-- Task requirements --
Write out exactly what each line says, starting with the first line below and ending on the one with "and is refunded.".
*** Dataset ***
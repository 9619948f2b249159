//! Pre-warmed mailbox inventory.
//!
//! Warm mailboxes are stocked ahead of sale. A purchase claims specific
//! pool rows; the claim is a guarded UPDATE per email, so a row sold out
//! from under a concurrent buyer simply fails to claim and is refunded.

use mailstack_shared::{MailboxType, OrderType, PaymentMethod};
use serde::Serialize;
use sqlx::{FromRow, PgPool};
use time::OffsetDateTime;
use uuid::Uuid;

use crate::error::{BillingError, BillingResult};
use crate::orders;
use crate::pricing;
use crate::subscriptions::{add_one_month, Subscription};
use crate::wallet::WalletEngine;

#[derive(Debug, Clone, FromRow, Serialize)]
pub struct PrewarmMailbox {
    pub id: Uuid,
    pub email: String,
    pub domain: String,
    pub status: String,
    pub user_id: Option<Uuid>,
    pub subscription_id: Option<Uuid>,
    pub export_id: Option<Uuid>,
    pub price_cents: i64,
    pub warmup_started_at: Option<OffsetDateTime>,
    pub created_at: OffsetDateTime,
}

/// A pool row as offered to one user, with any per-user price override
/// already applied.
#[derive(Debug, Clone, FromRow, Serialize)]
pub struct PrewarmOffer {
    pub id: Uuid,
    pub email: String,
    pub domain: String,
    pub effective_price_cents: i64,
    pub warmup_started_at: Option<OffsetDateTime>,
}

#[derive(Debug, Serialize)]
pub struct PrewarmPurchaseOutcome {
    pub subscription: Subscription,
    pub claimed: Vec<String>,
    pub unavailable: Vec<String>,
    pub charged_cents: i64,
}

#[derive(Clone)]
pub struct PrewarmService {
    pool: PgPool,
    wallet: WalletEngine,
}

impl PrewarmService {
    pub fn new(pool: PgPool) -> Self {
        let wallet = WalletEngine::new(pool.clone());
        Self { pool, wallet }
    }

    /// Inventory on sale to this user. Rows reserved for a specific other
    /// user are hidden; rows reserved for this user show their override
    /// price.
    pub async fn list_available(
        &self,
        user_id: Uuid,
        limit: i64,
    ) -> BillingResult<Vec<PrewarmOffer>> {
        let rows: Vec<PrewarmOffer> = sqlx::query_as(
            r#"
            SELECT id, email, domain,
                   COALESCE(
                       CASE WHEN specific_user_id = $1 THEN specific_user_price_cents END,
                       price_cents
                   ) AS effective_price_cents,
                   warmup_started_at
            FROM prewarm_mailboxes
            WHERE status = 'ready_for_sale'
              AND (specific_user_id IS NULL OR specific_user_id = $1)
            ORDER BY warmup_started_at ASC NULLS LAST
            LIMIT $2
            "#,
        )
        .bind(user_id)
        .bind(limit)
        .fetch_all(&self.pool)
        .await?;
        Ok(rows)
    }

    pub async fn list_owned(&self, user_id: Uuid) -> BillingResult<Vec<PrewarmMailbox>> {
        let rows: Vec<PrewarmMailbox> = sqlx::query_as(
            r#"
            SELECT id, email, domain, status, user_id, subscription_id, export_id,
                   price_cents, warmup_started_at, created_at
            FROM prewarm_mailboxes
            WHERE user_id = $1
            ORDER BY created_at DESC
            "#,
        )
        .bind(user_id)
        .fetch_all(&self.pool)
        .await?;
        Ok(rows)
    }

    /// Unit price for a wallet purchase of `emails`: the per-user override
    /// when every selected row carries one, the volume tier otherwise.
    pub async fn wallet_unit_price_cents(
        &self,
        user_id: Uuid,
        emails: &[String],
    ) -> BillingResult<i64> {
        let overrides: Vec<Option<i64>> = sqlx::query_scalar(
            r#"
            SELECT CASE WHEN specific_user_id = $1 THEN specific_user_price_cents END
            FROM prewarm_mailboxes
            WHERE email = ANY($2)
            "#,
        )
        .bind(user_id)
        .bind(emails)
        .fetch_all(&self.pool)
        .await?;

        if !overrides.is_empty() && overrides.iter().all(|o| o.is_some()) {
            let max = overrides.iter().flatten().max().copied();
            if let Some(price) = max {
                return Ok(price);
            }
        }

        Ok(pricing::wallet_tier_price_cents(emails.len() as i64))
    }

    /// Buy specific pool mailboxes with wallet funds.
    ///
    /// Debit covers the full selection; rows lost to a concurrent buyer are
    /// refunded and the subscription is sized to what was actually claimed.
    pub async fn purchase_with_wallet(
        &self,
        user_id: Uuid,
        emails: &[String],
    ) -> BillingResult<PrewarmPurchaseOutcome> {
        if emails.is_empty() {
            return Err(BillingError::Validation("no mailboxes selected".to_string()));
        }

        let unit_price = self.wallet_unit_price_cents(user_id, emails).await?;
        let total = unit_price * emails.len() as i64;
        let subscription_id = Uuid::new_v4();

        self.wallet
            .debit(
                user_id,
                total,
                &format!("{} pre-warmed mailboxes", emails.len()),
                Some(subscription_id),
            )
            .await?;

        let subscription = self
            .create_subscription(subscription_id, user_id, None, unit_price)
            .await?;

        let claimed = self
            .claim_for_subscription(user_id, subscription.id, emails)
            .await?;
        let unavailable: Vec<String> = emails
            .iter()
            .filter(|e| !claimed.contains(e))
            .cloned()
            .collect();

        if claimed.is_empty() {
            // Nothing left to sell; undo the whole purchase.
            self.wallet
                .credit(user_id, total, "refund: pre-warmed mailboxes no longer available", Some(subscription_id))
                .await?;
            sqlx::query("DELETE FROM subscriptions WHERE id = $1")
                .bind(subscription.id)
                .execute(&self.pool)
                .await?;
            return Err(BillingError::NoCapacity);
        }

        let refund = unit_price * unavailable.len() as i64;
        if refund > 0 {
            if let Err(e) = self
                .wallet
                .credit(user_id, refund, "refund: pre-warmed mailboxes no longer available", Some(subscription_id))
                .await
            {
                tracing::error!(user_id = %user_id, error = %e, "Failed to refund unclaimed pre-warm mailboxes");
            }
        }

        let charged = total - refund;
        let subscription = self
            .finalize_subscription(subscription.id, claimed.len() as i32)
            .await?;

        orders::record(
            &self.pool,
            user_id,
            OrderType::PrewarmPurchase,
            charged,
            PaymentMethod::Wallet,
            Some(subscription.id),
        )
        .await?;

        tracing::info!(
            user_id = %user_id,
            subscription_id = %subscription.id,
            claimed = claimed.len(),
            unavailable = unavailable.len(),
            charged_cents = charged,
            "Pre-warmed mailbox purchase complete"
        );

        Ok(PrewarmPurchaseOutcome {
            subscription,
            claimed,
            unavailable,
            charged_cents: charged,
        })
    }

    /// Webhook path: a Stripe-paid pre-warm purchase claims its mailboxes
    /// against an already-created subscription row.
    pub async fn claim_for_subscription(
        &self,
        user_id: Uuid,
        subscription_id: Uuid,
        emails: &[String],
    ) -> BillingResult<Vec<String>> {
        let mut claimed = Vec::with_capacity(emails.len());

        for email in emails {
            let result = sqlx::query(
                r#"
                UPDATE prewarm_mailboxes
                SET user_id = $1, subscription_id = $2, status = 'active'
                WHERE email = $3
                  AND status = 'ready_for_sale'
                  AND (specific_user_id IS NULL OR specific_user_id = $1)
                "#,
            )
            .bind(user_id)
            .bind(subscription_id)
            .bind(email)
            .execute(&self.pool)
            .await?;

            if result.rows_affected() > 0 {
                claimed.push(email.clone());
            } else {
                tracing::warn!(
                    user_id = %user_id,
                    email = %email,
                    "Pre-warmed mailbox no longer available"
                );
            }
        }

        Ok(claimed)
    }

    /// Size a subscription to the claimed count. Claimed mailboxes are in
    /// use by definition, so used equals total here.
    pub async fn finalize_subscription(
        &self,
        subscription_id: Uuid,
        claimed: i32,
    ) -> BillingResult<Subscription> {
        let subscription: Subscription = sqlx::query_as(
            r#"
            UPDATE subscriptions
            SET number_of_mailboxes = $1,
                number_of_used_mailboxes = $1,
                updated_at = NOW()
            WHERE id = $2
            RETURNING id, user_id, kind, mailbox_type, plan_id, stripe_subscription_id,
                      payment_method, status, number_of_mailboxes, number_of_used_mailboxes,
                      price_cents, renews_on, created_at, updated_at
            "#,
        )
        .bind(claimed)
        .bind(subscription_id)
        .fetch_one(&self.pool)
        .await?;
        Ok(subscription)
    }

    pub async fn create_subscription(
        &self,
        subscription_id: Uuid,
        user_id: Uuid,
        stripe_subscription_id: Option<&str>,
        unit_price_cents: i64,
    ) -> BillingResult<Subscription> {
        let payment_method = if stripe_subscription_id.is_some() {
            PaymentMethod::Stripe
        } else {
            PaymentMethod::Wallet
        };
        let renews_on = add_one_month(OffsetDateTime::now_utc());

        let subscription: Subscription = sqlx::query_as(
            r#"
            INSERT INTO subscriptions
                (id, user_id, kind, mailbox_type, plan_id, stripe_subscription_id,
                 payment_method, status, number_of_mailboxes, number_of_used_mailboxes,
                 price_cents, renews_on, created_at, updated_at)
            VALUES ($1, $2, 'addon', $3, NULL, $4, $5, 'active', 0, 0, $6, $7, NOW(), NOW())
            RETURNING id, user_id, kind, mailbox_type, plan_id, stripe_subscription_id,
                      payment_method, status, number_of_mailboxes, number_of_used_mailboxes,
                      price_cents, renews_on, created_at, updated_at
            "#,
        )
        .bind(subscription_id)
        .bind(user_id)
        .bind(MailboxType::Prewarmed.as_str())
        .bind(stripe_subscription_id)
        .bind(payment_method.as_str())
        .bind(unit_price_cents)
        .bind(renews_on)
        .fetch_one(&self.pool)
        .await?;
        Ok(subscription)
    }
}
*** End of Dataset ***
-- Solution --
repository 9619948f2b249159
//! Pre-warmed mailbox inventory.
//!
//! Warm mailboxes are stocked ahead of sale. A purchase claims specific
//! pool rows; the claim is a guarded UPDATE per email, so a row sold out
//! from under a concurrent buyer simply fails to claim and is refunded.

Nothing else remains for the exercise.